#### Dataset

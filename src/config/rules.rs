//! Per-persona rule tables.
//!
//! Every numeric field has a documented range.  Tables are clamped into
//! those ranges once, when a configuration is loaded
//! ([`PersonalityConfiguration::clamped`]); the adaptation components read
//! them as-is.
//!
//! `Default` on every table yields the **generic** coefficients used for
//! personas the provider does not know.

use std::collections::BTreeMap;

use serde::{Deserialize, Serialize};

use crate::adaptation::bounds::{clamp_range, unit, CONFIDENCE_BOOST_LIMIT};
use crate::persona::DomainType;

/// Confidence assumed for any domain a persona does not map.
pub const GENERIC_DOMAIN_CONFIDENCE: f32 = 0.6;

// ============================================================================
// Expertise levels
// ============================================================================

/// Domain → confidence (0.0–1.0).
#[derive(Debug, Clone, PartialEq, Serialize, Deserialize)]
#[serde(transparent)]
pub struct ExpertiseLevels(BTreeMap<DomainType, f32>);

impl ExpertiseLevels {
    /// Every domain at the same level.
    pub fn uniform(level: f32) -> Self {
        Self(DomainType::ALL.iter().map(|d| (*d, level)).collect())
    }

    /// Level for `domain`, or [`GENERIC_DOMAIN_CONFIDENCE`] when unmapped.
    pub fn level(&self, domain: DomainType) -> f32 {
        self.0
            .get(&domain)
            .copied()
            .unwrap_or(GENERIC_DOMAIN_CONFIDENCE)
    }

    pub fn set(&mut self, domain: DomainType, level: f32) {
        self.0.insert(domain, level);
    }

    pub fn contains(&self, domain: DomainType) -> bool {
        self.0.contains_key(&domain)
    }

    pub fn len(&self) -> usize {
        self.0.len()
    }

    pub fn is_empty(&self) -> bool {
        self.0.is_empty()
    }

    pub fn iter(&self) -> impl Iterator<Item = (DomainType, f32)> + '_ {
        self.0.iter().map(|(d, v)| (*d, *v))
    }

    fn clamped(mut self) -> Self {
        for v in self.0.values_mut() {
            *v = unit(*v);
        }
        self
    }
}

impl Default for ExpertiseLevels {
    fn default() -> Self {
        Self::uniform(GENERIC_DOMAIN_CONFIDENCE)
    }
}

impl FromIterator<(DomainType, f32)> for ExpertiseLevels {
    fn from_iter<I: IntoIterator<Item = (DomainType, f32)>>(iter: I) -> Self {
        Self(iter.into_iter().collect())
    }
}

// ============================================================================
// Behavior rules
// ============================================================================

/// Context-boost multipliers applied to behavior baselines.
#[derive(Debug, Clone, Copy, PartialEq, Serialize, Deserialize)]
pub struct BehaviorRules {
    /// Scales `technical_detail` in technical contexts.  0.5–2.0.
    pub technical_context_boost: f32,
    /// Scales `leadership_tone` in professional and strategic contexts.  0.5–2.0.
    pub leadership_context_boost: f32,
    /// Scales `warmth` and `protectiveness` in family contexts.  0.5–2.0.
    pub family_context_boost: f32,
    /// Scales `results_orientation` in professional and strategic contexts.  0.5–2.0.
    pub professional_context_boost: f32,
    /// Scales every per-trait delta.  0.0–2.0.
    pub trait_influence: f32,
}

impl BehaviorRules {
    /// Accepted range of every context boost multiplier.
    pub const BOOST_RANGE: (f32, f32) = (0.5, 2.0);
    /// Accepted range of `trait_influence`.
    pub const INFLUENCE_RANGE: (f32, f32) = (0.0, 2.0);

    /// Boosts clamped into `BOOST_RANGE`, influence into `INFLUENCE_RANGE`.
    pub fn clamped(self) -> Self {
        let boost = |v| clamp_range(v, Self::BOOST_RANGE.0, Self::BOOST_RANGE.1);
        Self {
            technical_context_boost: boost(self.technical_context_boost),
            leadership_context_boost: boost(self.leadership_context_boost),
            family_context_boost: boost(self.family_context_boost),
            professional_context_boost: boost(self.professional_context_boost),
            trait_influence: clamp_range(
                self.trait_influence,
                Self::INFLUENCE_RANGE.0,
                Self::INFLUENCE_RANGE.1,
            ),
        }
    }
}

impl Default for BehaviorRules {
    fn default() -> Self {
        Self {
            technical_context_boost: 1.0,
            leadership_context_boost: 1.0,
            family_context_boost: 1.0,
            professional_context_boost: 1.0,
            trait_influence: 1.0,
        }
    }
}

// ============================================================================
// Stress rules
// ============================================================================

/// Coefficients turning stress and time pressure into behavior deltas.
///
/// All factors are 0.0–1.0 except `confidence_factor`, which may be negative
/// (a persona that loses confidence under stress) and lies in −0.3–0.3.
#[derive(Debug, Clone, Copy, PartialEq, Serialize, Deserialize)]
pub struct StressRules {
    /// Directness gained per unit of stress.
    pub directness_factor: f32,
    /// Structured thinking gained per unit of stress.
    pub structured_thinking_boost: f32,
    /// Technical detail shed per unit of time pressure.
    pub detail_reduction_factor: f32,
    /// Warmth lost per unit of stress.
    pub warmth_reduction_factor: f32,
    /// Results orientation gained per unit of time pressure.
    pub solution_focus_factor: f32,
    /// Self-reflection lost per unit of stress.
    pub self_reflection_factor: f32,
    /// Confidence change per unit of stress.
    pub confidence_factor: f32,
    /// Pragmatism gained per unit of time pressure.
    pub pragmatism_factor: f32,
    /// Results orientation gained per unit of `max(stress, time_pressure)`.
    pub results_orientation_factor: f32,
}

impl StressRules {
    /// Every factor clamped to 0.0–1.0 except `confidence_factor` (−0.3–0.3).
    pub fn clamped(self) -> Self {
        Self {
            directness_factor: unit(self.directness_factor),
            structured_thinking_boost: unit(self.structured_thinking_boost),
            detail_reduction_factor: unit(self.detail_reduction_factor),
            warmth_reduction_factor: unit(self.warmth_reduction_factor),
            solution_focus_factor: unit(self.solution_focus_factor),
            self_reflection_factor: unit(self.self_reflection_factor),
            confidence_factor: clamp_range(
                self.confidence_factor,
                -CONFIDENCE_BOOST_LIMIT,
                CONFIDENCE_BOOST_LIMIT,
            ),
            pragmatism_factor: unit(self.pragmatism_factor),
            results_orientation_factor: unit(self.results_orientation_factor),
        }
    }
}

impl Default for StressRules {
    fn default() -> Self {
        Self {
            directness_factor: 0.2,
            structured_thinking_boost: 0.15,
            detail_reduction_factor: 0.2,
            warmth_reduction_factor: 0.1,
            solution_focus_factor: 0.15,
            self_reflection_factor: 0.15,
            confidence_factor: 0.0,
            pragmatism_factor: 0.1,
            results_orientation_factor: 0.1,
        }
    }
}

// ============================================================================
// Communication rules
// ============================================================================

/// Thresholds for formality switching.
#[derive(Debug, Clone, Copy, PartialEq, Serialize, Deserialize)]
pub struct CommunicationRules {
    /// Urgency at or above which formality is raised.  0.0–1.0.
    pub high_urgency_threshold: f32,
    /// Formality added under high urgency.  0.0–0.5.
    pub urgency_formality_boost: f32,
    /// Complexity above which formality is raised.  1–10.
    pub complexity_formality_threshold: u8,
    /// Formality added above the complexity threshold.  0.0–0.5.
    pub complexity_formality_boost: f32,
}

impl CommunicationRules {
    /// Upper bound of both formality boosts.
    pub const BOOST_MAX: f32 = 0.5;

    /// Round a raw complexity threshold into 1–10.  NaN maps to 1.
    pub fn complexity_threshold(raw: f32) -> u8 {
        clamp_range(raw.round(), 1.0, 10.0) as u8
    }

    /// Threshold to 0.0–1.0, boosts to 0.0–`BOOST_MAX`, complexity threshold to 1–10.
    pub fn clamped(self) -> Self {
        Self {
            high_urgency_threshold: unit(self.high_urgency_threshold),
            urgency_formality_boost: clamp_range(self.urgency_formality_boost, 0.0, Self::BOOST_MAX),
            complexity_formality_threshold: self.complexity_formality_threshold.clamp(1, 10),
            complexity_formality_boost: clamp_range(
                self.complexity_formality_boost,
                0.0,
                Self::BOOST_MAX,
            ),
        }
    }
}

/// Urgency counts as high from 0.7; complexity above 7 raises formality.
impl Default for CommunicationRules {
    fn default() -> Self {
        Self {
            high_urgency_threshold: 0.7,
            urgency_formality_boost: 0.1,
            complexity_formality_threshold: 7,
            complexity_formality_boost: 0.05,
        }
    }
}

// ============================================================================
// Confidence rules
// ============================================================================

/// Persona-specific coefficients for expertise confidence scoring.
#[derive(Debug, Clone, Copy, PartialEq, Serialize, Deserialize)]
pub struct ConfidenceRules {
    /// Confidence lost per complexity step above 1.  0.0–0.1.
    pub complexity_reduction_rate: f32,
    /// Added for core (expert-level) domains.  0.0–0.3.
    pub core_domain_confidence_bonus: f32,
    /// Subtracted for weakness domains.  0.0–0.5.
    pub known_weakness_reduction: f32,
}

impl ConfidenceRules {
    /// Each coefficient clamped into the range given on its field.
    pub fn clamped(self) -> Self {
        Self {
            complexity_reduction_rate: clamp_range(self.complexity_reduction_rate, 0.0, 0.1),
            core_domain_confidence_bonus: clamp_range(self.core_domain_confidence_bonus, 0.0, 0.3),
            known_weakness_reduction: clamp_range(self.known_weakness_reduction, 0.0, 0.5),
        }
    }
}

impl Default for ConfidenceRules {
    fn default() -> Self {
        Self {
            complexity_reduction_rate: 0.02,
            core_domain_confidence_bonus: 0.05,
            known_weakness_reduction: 0.1,
        }
    }
}

// ============================================================================
// Full configuration
// ============================================================================

/// Everything the engine knows about one persona.
#[derive(Debug, Clone, Default, PartialEq, Serialize, Deserialize)]
pub struct PersonalityConfiguration {
    /// Base confidence per domain.
    pub expertise_levels: ExpertiseLevels,
    /// Context boosts and trait influence.
    pub behavior_rules: BehaviorRules,
    /// Stress and time-pressure coefficients.
    pub stress_rules: StressRules,
    /// Formality switches for urgency and complexity.
    pub communication_rules: CommunicationRules,
    /// Expertise confidence coefficients.
    pub confidence_rules: ConfidenceRules,
}

impl PersonalityConfiguration {
    /// The fallback table for unknown personas.
    pub fn generic() -> Self {
        Self::default()
    }

    /// Every value clamped into its documented range.
    pub fn clamped(self) -> Self {
        Self {
            expertise_levels: self.expertise_levels.clamped(),
            behavior_rules: self.behavior_rules.clamped(),
            stress_rules: self.stress_rules.clamped(),
            communication_rules: self.communication_rules.clamped(),
            confidence_rules: self.confidence_rules.clamped(),
        }
    }
}

// ============================================================================
// Tests
// ============================================================================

########

◆ **Problem requirements**: The reply should consist of one number: how many lines of the material contain the word "domains".

◆ **Response to the task**: 2